Many of the broad, recent IQ tests have been greatly influenced by the Cattell–Horn–Carroll theory. It is argued to reflect much of what is known about intelligence from research. A hierarchy of factors is used. g is at the top. Under it there are 10 broad abilities that in turn are subdivided into 70 narrow abilities. The broad abilities are:
- Fluid intelligence (Gf): includes the broad ability to reason, form concepts, and solve problems using unfamiliar information or novel procedures.
- Crystallized intelligence (Gc): includes the breadth and depth of a person's acquired knowledge, the ability to communicate one's knowledge, and the ability to reason using previously learned experiences or procedures.
- Quantitative reasoning (Gq): the ability to comprehend quantitative concepts and relationships and to manipulate numerical symbols.
- Reading & writing ability (Grw): includes basic reading and writing skills.
- Short-term memory (Gsm): is the ability to apprehend and hold information in immediate awareness and then use it within a few seconds.
- Long-term storage and retrieval (Glr): is the ability to store information and fluently retrieve it later in the process of thinking.
- Visual processing (Gv): is the ability to perceive, analyze, synthesize, and think with visual patterns, including the ability to store and recall visual representations.
- Auditory processing (Ga): is the ability to analyze, synthesize, and discriminate auditory stimuli, including the ability to process and discriminate speech sounds that may be presented under distorted conditions.
- Processing speed (Gs): is the ability to perform automatic cognitive tasks, particularly when measured under pressure to maintain focused attention.
- Decision/reaction time/speed (Gt): reflect the immediacy with which an individual can react to stimuli or a task (typically measured in seconds or fractions of seconds; not to be confused with Gs, which typically is measured in intervals of 2–3 minutes). See Mental chronometry.
Modern tests do not necessarily measure of all of these broad abilities. For example, Gq and Grw may be seen as measures of school achievement and not IQ. Gt may be difficult to measure without special equipment.

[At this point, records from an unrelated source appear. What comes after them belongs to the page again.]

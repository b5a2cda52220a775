pub mod clamp;
pub mod transform;

pub use clamp::{solve_clamped, ClampedSolution, X_ENVELOPE_MM, Y_ENVELOPE_MM};
pub use transform::{solve, Solution, REFERENCE_LENGTH_MM};
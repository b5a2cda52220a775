use chrono::{NaiveDate, NaiveTime, Timelike, Utc};
use chrono_tz::America::Chicago;
use chrono_tz::Tz;

/// Experiment-log stamps are taken in this fixed civil timezone regardless
/// of the server locale.
pub const LOG_TIMEZONE: Tz = Chicago;

/// Current date and wall-clock time in the log timezone, whole seconds.
pub fn log_timestamp() -> (NaiveDate, NaiveTime) {
    let now = Utc::now().with_timezone(&LOG_TIMEZONE);
    let time = now.time();
    (now.date_naive(), time.with_nanosecond(0).unwrap_or(time))
}

/// Compact stamp used to name exported copies of the log.
pub fn export_stamp() -> String {
    Utc::now()
        .with_timezone(&LOG_TIMEZONE)
        .format("%Y%m%d_%H%M%S")
        .to_string()
}
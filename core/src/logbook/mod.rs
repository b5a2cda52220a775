pub mod clock;
pub mod record;
pub mod store;

pub use record::{sort_newest_first, ExperimentRecord, COLUMNS};
pub use store::LogStore;
impl EditorViewModel {
    /// Create a view model with the default debounce delay and the
    /// detected platform
    pub fn new() -> Self {
        Self::with_settings(config::get_debounce_delay(), Platform::detect())
    }

    /// Create a view model with an explicit debounce delay and platform
    pub fn with_settings(debounce_delay: std::time::Duration, platform: Platform) -> Self {
        Self {
            buffer: BufferModel::new(),
            history: HistoryModel::new(),
            log: EventLog::new(),
            highlighter: HighlightDebouncer::new(debounce_delay),
            chord: ChordTimer::new(config::chord_window()),
            platform,
            dirty: true,
        }
    }

    // ---- external interface -------------------------------------------

    /// The live content string
    pub fn content(&self) -> &str {
        self.buffer.content()
    }

    /// Current selection-start char offset
    pub fn selection_start(&self) -> usize {
        self.buffer.cursor()
    }

    /// Number of snapshots in the undo history
    pub fn history_len(&self) -> usize {
        self.history.len()
    }

    /// Number of snapshots available for redo
    pub fn redo_len(&self) -> usize {
        self.history.redo_len()
    }

    /// Count of settled highlight firings since session start
    pub fn highlight_count(&self) -> u64 {
        self.highlighter.invocation_count()
    }

    /// All event-log entries in append order
    pub fn logs(&self) -> &[String] {
        self.log.entries()
    }

    /// Whether the chord window is open at `now`
    pub fn chord_armed(&self, now: Instant) -> bool {
        self.chord.is_armed(now)
    }

    pub fn platform(&self) -> Platform {
        self.platform
    }

    /// Take the dirty flag, clearing it; the renderer redraws when true
    pub fn take_dirty(&mut self) -> bool {
        std::mem::take(&mut self.dirty)
    }

    // ---- logging paths -------------------------------------------------

    /// Rule 1: every key-down appends a log entry before dispatch
    pub fn record_key_down(&mut self, event: &KeyEvent) {
        self.log.append(format!("keydown: {}", key_name(event)));
        self.dirty = true;
    }

    /// Key-up path: log entry only, no other mutation
    pub fn record_key_up(&mut self, event: &KeyEvent) {
        self.log.append(format!("keyup: {}", key_name(event)));
        self.dirty = true;
    }

    // ---- command application -------------------------------------------

    /// Apply one request event produced by the command dispatcher
    pub fn apply_command_event(&mut self, event: CommandEvent, now: Instant) {
        match event {
            CommandEvent::SaveRequested => {
                self.log.append("Action: Save");
            }
            CommandEvent::UndoRequested => {
                if let Some(content) = self.history.undo() {
                    self.buffer.set_content(content);
                }
            }
            CommandEvent::RedoRequested => {
                if let Some(content) = self.history.redo() {
                    self.buffer.set_content(content);
                }
            }
            CommandEvent::IndentRequested { offset } => {
                let new_content = transforms::insert_at(self.buffer.content(), offset, INDENT_UNIT);
                let new_cursor = offset + INDENT_UNIT.chars().count();
                self.buffer.replace(new_content, new_cursor);
                self.commit();
            }
            CommandEvent::OutdentRequested => {
                let before = self.buffer.char_len();
                let new_content = transforms::outdent(self.buffer.content());
                let removed = before - new_content.chars().count();
                let new_cursor = self.buffer.cursor().saturating_sub(removed);
                self.buffer.replace(new_content, new_cursor);
                self.commit();
            }
            CommandEvent::NewlineRequested => {
                let new_content = transforms::newline_with_indent(self.buffer.content());
                let end = new_content.chars().count();
                self.buffer.replace(new_content, end);
                self.commit();
            }
            CommandEvent::CommentToggleRequested { offset } => {
                let new_content = transforms::toggle_line_comment(self.buffer.content(), offset);
                self.buffer.set_content(new_content);
                self.commit();
            }
            CommandEvent::ChordArmRequested => {
                self.chord.arm(now);
            }
            CommandEvent::ChordCompleteRequested => {
                if self.chord.is_armed(now) {
                    self.log.append("Action: Chord Success");
                    self.chord.disarm();
                }
            }
        }
        self.dirty = true;
    }

    // ---- input-change path (plain typing) -------------------------------

    /// Apply a plain typed char: splice, commit, log, schedule highlight.
    ///
    /// This is the only path that drives the debounce.
    pub fn apply_char_input(&mut self, ch: char, now: Instant) {
        self.buffer.insert_char(ch);
        self.finish_input_change(now);
    }

    /// Apply a backspace as a content-changing input event. A backspace at
    /// offset 0 changes nothing and stays off the input path entirely.
    pub fn apply_backspace(&mut self, now: Instant) {
        if self.buffer.delete_before_cursor() {
            self.finish_input_change(now);
        }
    }

    /// Apply a forward delete as a content-changing input event. A delete
    /// at the end of the content changes nothing and stays off the input
    /// path entirely.
    pub fn apply_delete(&mut self, now: Instant) {
        if self.buffer.delete_at_cursor() {
            self.finish_input_change(now);
        }
    }

    fn finish_input_change(&mut self, now: Instant) {
        // A deadline that elapsed before this keystroke fires first, as its
        // own turn; rescheduling must not swallow a settled window.
        self.tick(now);
        self.commit();
        let last = self
            .buffer
            .content()
            .chars()
            .last()
            .map(String::from)
            .unwrap_or_default();
        self.log.append(format!("input: {last}"));
        self.highlighter.schedule(now);
        self.dirty = true;
    }

    // ---- selection-only keys --------------------------------------------

    pub fn move_selection_left(&mut self) {
        self.buffer.move_cursor_left();
        self.dirty = true;
    }

    pub fn move_selection_right(&mut self) {
        self.buffer.move_cursor_right();
        self.dirty = true;
    }

    pub fn move_selection_home(&mut self) {
        self.buffer.move_cursor_home();
        self.dirty = true;
    }

    pub fn move_selection_end(&mut self) {
        self.buffer.move_cursor_end();
        self.dirty = true;
    }

    // ---- timers ----------------------------------------------------------

    /// Fire due timers. Runs between handler turns; returns true when the
    /// highlight pass settled.
    pub fn tick(&mut self, now: Instant) -> bool {
        let fired = self.highlighter.poll(now);
        if fired {
            tracing::debug!(
                "highlight pass settled (count: {})",
                self.highlighter.invocation_count()
            );
            self.dirty = true;
        }
        self.chord.poll(now);
        fired
    }

    fn commit(&mut self) {
        self.history.commit(self.buffer.content());
    }
}
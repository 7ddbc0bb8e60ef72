//! # Editor MVVM Implementation
//!
//! The editing command state machine and its surface, split along MVVM
//! lines: models own data, the view model coordinates, commands translate
//! keystrokes into requests, views render, the controller runs the loop.

pub mod commands;
pub mod controller;
pub mod events;
pub mod models;
pub mod services;
pub mod view_models;
pub mod views;

// Re-export core types
pub use controller::AppController;
pub use events::*;
pub use view_models::EditorViewModel;
pub use views::TerminalRenderer;

// Re-export specific items from commands to avoid conflicts
pub use commands::{Command, CommandContext, CommandEvent, CommandRegistry, EditorSnapshot};

// Re-export specific items from models to avoid conflicts
pub use models::{BufferModel, EventLog, HistoryModel};
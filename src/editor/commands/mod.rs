//! # Command Pattern Implementation
//!
//! The command dispatcher for key-down events. Each rule of the editing
//! surface is one stateless `Command`; the registry tries them in the fixed
//! precedence order and the first relevant command wins. Rules are mutually
//! exclusive by key identity, so at most one command matches a keystroke.
//! Commands read an immutable snapshot and emit request events; the view
//! model applies them.

pub mod chord;
pub mod context;
pub mod editing;
pub mod events;
pub mod history;

pub use chord::{ChordArmCommand, ChordCompleteCommand};
pub use context::{CommandContext, EditorSnapshot};
pub use editing::{CommentToggleCommand, IndentCommand, NewlineCommand, OutdentCommand};
pub use events::CommandEvent;
pub use history::{RedoCommand, SaveCommand, UndoCommand};

use anyhow::Result;
use crossterm::event::KeyEvent;

/// Trait for key-down command rules
///
/// Commands check relevancy against the snapshot and, when relevant,
/// translate the keystroke into request events.
pub trait Command {
    /// Check if this command matches the current state and key event
    fn is_relevant(&self, context: &CommandContext, event: &KeyEvent) -> bool;

    /// Translate the keystroke into request events
    fn execute(&self, event: KeyEvent, context: &CommandContext) -> Result<Vec<CommandEvent>>;

    /// Command name for diagnostics
    fn name(&self) -> &'static str;

    /// Whether a match suppresses the key's default text insertion.
    ///
    /// Every rule suppresses except the chord initiator.
    fn suppresses_default(&self) -> bool {
        true
    }
}

/// Outcome of dispatching one key-down event
#[derive(Debug, Clone, PartialEq, Eq)]
pub struct Dispatch {
    /// Whether any command matched the keystroke
    pub handled: bool,
    /// Whether the key's default insertion must be suppressed
    pub suppress_default: bool,
    /// Request events for the view model to apply
    pub events: Vec<CommandEvent>,
}

impl Dispatch {
    /// Outcome for a keystroke no rule matched: it passes through to the
    /// input-change path
    pub fn pass_through() -> Self {
        Self {
            handled: false,
            suppress_default: false,
            events: Vec::new(),
        }
    }
}

/// Type alias for the command collection to reduce complexity
pub type CommandCollection = Vec<Box<dyn Command>>;

/// Registry holding the dispatch rules in precedence order
pub struct CommandRegistry {
    commands: CommandCollection,
}

impl CommandRegistry {
    /// Create a registry with the full rule set
    pub fn new() -> Self {
        let mut registry = Self {
            commands: Vec::new(),
        };
        registry.register_default_commands();
        registry
    }

    /// Register the rules in their fixed precedence order
    fn register_default_commands(&mut self) {
        self.add_command(Box::new(SaveCommand));
        self.add_command(Box::new(UndoCommand));
        self.add_command(Box::new(RedoCommand));
        self.add_command(Box::new(IndentCommand));
        self.add_command(Box::new(OutdentCommand));
        self.add_command(Box::new(NewlineCommand));
        self.add_command(Box::new(CommentToggleCommand));
        self.add_command(Box::new(ChordArmCommand));
        self.add_command(Box::new(ChordCompleteCommand));
    }

    /// Add a command to the registry
    pub fn add_command(&mut self, command: Box<dyn Command>) {
        self.commands.push(command);
    }

    /// Dispatch a key-down event: the first relevant command wins
    pub fn process_event(&self, event: KeyEvent, context: &CommandContext) -> Result<Dispatch> {
        for command in &self.commands {
            if command.is_relevant(context, &event) {
                tracing::debug!("dispatching key event to {}", command.name());
                let events = command.execute(event, context)?;
                return Ok(Dispatch {
                    handled: true,
                    suppress_default: command.suppresses_default(),
                    events,
                });
            }
        }
        Ok(Dispatch::pass_through())
    }

    /// All registered commands (for testing/debugging)
    pub fn commands(&self) -> &CommandCollection {
        &self.commands
    }
}

impl Default for CommandRegistry {
    fn default() -> Self {
        Self::new()
    }
}

#[cfg(test)]
mod tests {
    use super::*;
    use crate::editor::events::Platform;
    use crossterm::event::{KeyCode, KeyModifiers};

    fn create_test_context() -> CommandContext {
        CommandContext::new(EditorSnapshot {
            content: String::new(),
            selection_start: 0,
            chord_armed: false,
            platform: Platform::Other,
        })
    }

    #[test]
    fn registry_should_register_all_rules() {
        let registry = CommandRegistry::new();
        assert_eq!(registry.commands().len(), 9);
    }

    #[test]
    fn registry_should_dispatch_save_with_suppression() {
        let registry = CommandRegistry::new();
        let context = create_test_context();
        let event = KeyEvent::new(KeyCode::Char('s'), KeyModifiers::CONTROL);

        let dispatch = registry.process_event(event, &context).unwrap();
        assert!(dispatch.handled);
        assert!(dispatch.suppress_default);
        assert_eq!(dispatch.events, vec![CommandEvent::SaveRequested]);
    }

    #[test]
    fn registry_should_pass_through_plain_keystrokes() {
        let registry = CommandRegistry::new();
        let context = create_test_context();
        let event = KeyEvent::new(KeyCode::Char('a'), KeyModifiers::NONE);

        let dispatch = registry.process_event(event, &context).unwrap();
        assert_eq!(dispatch, Dispatch::pass_through());
    }

    #[test]
    fn registry_should_not_suppress_chord_initiator() {
        let registry = CommandRegistry::new();
        let context = create_test_context();
        let event = KeyEvent::new(KeyCode::Char('k'), KeyModifiers::CONTROL);

        let dispatch = registry.process_event(event, &context).unwrap();
        assert!(dispatch.handled);
        assert!(!dispatch.suppress_default);
        assert_eq!(dispatch.events, vec![CommandEvent::ChordArmRequested]);
    }

    #[test]
    fn registry_should_route_shifted_z_to_redo() {
        let registry = CommandRegistry::new();
        let context = create_test_context();
        let event = KeyEvent::new(
            KeyCode::Char('Z'),
            KeyModifiers::CONTROL | KeyModifiers::SHIFT,
        );

        let dispatch = registry.process_event(event, &context).unwrap();
        assert_eq!(dispatch.events, vec![CommandEvent::RedoRequested]);
    }

    #[test]
    fn registry_should_ignore_unarmed_chord_completion() {
        let registry = CommandRegistry::new();
        let context = create_test_context();
        let event = KeyEvent::new(KeyCode::Char('c'), KeyModifiers::CONTROL);

        let dispatch = registry.process_event(event, &context).unwrap();
        assert!(!dispatch.handled);
    }
}
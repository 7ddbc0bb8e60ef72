//! # Terminal Renderer
//!
//! Pure presentation: draws the editable surface, a status line, and the
//! event-log panel. Generic over the output stream so tests can render into
//! a byte buffer without a real terminal.

use std::io::Write;
use std::time::Instant;

use anyhow::Result;
use crossterm::{
    cursor::{Hide, MoveTo, Show},
    event::{KeyboardEnhancementFlags, PopKeyboardEnhancementFlags, PushKeyboardEnhancementFlags},
    execute, queue,
    style::{Attribute, Print, SetAttribute},
    terminal::{self, Clear, ClearType, EnterAlternateScreen, LeaveAlternateScreen},
};

use crate::editor::view_models::EditorViewModel;

/// Terminal view over an arbitrary write stream
pub struct TerminalRenderer<W: Write> {
    out: W,
    width: u16,
    height: u16,
    enhanced_keys: bool,
}

impl<W: Write> TerminalRenderer<W> {
    /// Create a renderer sized to the current terminal (80x24 fallback)
    pub fn new(out: W) -> Result<Self> {
        let (width, height) = terminal::size().unwrap_or((80, 24));
        Ok(Self {
            out,
            width,
            height,
            enhanced_keys: false,
        })
    }

    /// Enter raw mode and the alternate screen; opt into key-release
    /// reporting where the terminal supports it
    pub fn initialize(&mut self) -> Result<()> {
        terminal::enable_raw_mode()?;
        execute!(self.out, EnterAlternateScreen, Hide)?;
        if terminal::supports_keyboard_enhancement().unwrap_or(false) {
            execute!(
                self.out,
                PushKeyboardEnhancementFlags(KeyboardEnhancementFlags::REPORT_EVENT_TYPES)
            )?;
            self.enhanced_keys = true;
        }
        Ok(())
    }

    /// Restore the terminal to its original state
    pub fn cleanup(&mut self) -> Result<()> {
        if self.enhanced_keys {
            execute!(self.out, PopKeyboardEnhancementFlags)?;
        }
        execute!(self.out, Show, LeaveAlternateScreen)?;
        terminal::disable_raw_mode()?;
        Ok(())
    }

    pub fn update_size(&mut self, width: u16, height: u16) {
        self.width = width;
        self.height = height;
    }

    pub fn terminal_size(&self) -> (u16, u16) {
        (self.width, self.height)
    }

    /// Redraw the whole surface from the view-model state
    pub fn render_full(&mut self, view_model: &EditorViewModel, now: Instant) -> Result<()> {
        let width = self.width as usize;
        let height = self.height as usize;

        let log_rows = (height / 3).clamp(3, 12);
        let editor_rows = height.saturating_sub(log_rows + 3).max(1);

        queue!(self.out, Hide, Clear(ClearType::All), MoveTo(0, 0))?;
        queue!(
            self.out,
            SetAttribute(Attribute::Reverse),
            Print(pad_line(" keyline ", width)),
            SetAttribute(Attribute::Reset)
        )?;

        for (i, line) in view_model.content().split('\n').take(editor_rows).enumerate() {
            queue!(
                self.out,
                MoveTo(0, (1 + i) as u16),
                Print(truncate(line, width))
            )?;
        }

        let status_row = (1 + editor_rows) as u16;
        let chord = if view_model.chord_armed(now) {
            "armed"
        } else {
            "-"
        };
        let status = format!(
            " history: {}  highlights: {}  chord: {} ",
            view_model.history_len(),
            view_model.highlight_count(),
            chord
        );
        queue!(
            self.out,
            MoveTo(0, status_row),
            SetAttribute(Attribute::Reverse),
            Print(pad_line(&status, width)),
            SetAttribute(Attribute::Reset)
        )?;

        queue!(
            self.out,
            MoveTo(0, status_row + 1),
            Print(truncate("Event Logs", width))
        )?;
        let visible = log_rows.saturating_sub(1);
        let logs = view_model.logs();
        let start = logs.len().saturating_sub(visible);
        for (i, entry) in logs[start..].iter().enumerate() {
            queue!(
                self.out,
                MoveTo(0, status_row + 2 + i as u16),
                Print(truncate(entry, width))
            )?;
        }

        let (line, column) = cursor_line_column(view_model.content(), view_model.selection_start());
        let cursor_row = 1 + line.min(editor_rows.saturating_sub(1));
        queue!(
            self.out,
            MoveTo(
                column.min(width.saturating_sub(1)) as u16,
                cursor_row as u16
            ),
            Show
        )?;
        self.out.flush()?;
        Ok(())
    }
}

/// Resolve a char offset into an editor (line, column) pair
fn cursor_line_column(content: &str, offset: usize) -> (usize, usize) {
    let mut line = 0;
    let mut column = 0;
    for ch in content.chars().take(offset) {
        if ch == '\n' {
            line += 1;
            column = 0;
        } else {
            column += 1;
        }
    }
    (line, column)
}

fn truncate(text: &str, width: usize) -> String {
    text.chars().take(width).collect()
}

fn pad_line(text: &str, width: usize) -> String {
    let mut line = truncate(text, width);
    let len = line.chars().count();
    line.extend(std::iter::repeat(' ').take(width.saturating_sub(len)));
    line
}

#[cfg(test)]
mod tests {
    use super::*;
    use crate::editor::events::Platform;
    use std::time::Duration;

    fn create_test_view_model() -> EditorViewModel {
        EditorViewModel::with_settings(Duration::from_millis(200), Platform::Other)
    }

    #[test]
    fn cursor_line_column_should_track_newlines() {
        assert_eq!(cursor_line_column("", 0), (0, 0));
        assert_eq!(cursor_line_column("ab\ncd", 2), (0, 2));
        assert_eq!(cursor_line_column("ab\ncd", 3), (1, 0));
        assert_eq!(cursor_line_column("ab\ncd", 5), (1, 2));
    }

    #[test]
    fn pad_line_should_fill_to_width() {
        assert_eq!(pad_line("ab", 4), "ab  ");
        assert_eq!(pad_line("abcdef", 4), "abcd");
    }

    #[test]
    fn render_full_should_include_content_and_log_entries() {
        let mut vm = create_test_view_model();
        let now = Instant::now();
        vm.apply_char_input('h', now);
        vm.apply_char_input('i', now);

        let mut renderer = TerminalRenderer::new(Vec::new()).unwrap();
        renderer.update_size(80, 24);
        renderer.render_full(&vm, now).unwrap();

        let output = String::from_utf8_lossy(&renderer.out);
        assert!(output.contains("hi"));
        assert!(output.contains("Event Logs"));
        assert!(output.contains("input: i"));
        assert!(output.contains("history: 3"));
    }

    #[test]
    fn render_full_should_show_only_most_recent_log_entries() {
        let mut vm = create_test_view_model();
        let now = Instant::now();
        for ch in "abcdefghijklmnop".chars() {
            vm.apply_char_input(ch, now);
        }

        let mut renderer = TerminalRenderer::new(Vec::new()).unwrap();
        renderer.update_size(80, 12);
        renderer.render_full(&vm, now).unwrap();

        let output = String::from_utf8_lossy(&renderer.out);
        assert!(output.contains("input: p"));
        assert!(!output.contains("input: a"));
    }
}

g was earlier often subdivided into only Gf and Gc which were thought to correspond to the nonverbal or performance subtests and verbal subtests in earlier versions of the popular Wechsler IQ test. More recent research has shown the situation to be more complex.
While not necessarily a dispute about the psychometric approach itself, there are several controversies regarding the results from psychometric research. Examples are the role of genetics vs. environment, the causes of average group differences, or the Flynn effect.
One criticism has been against the early research such as craniometry. A reply has been that drawing conclusions from early intelligence research is like condemning the auto industry by criticizing the performance of the Model T.
Several critics, such as Stephen Jay Gould, have been critical of g, seeing it as a statistical artifact, and that IQ tests instead measure a number of unrelated abilities. The American Psychological Association's report "Intelligence: Knowns and Unknowns" stated that IQ tests do correlate and that the view that g is a statistical artifact is a minority one.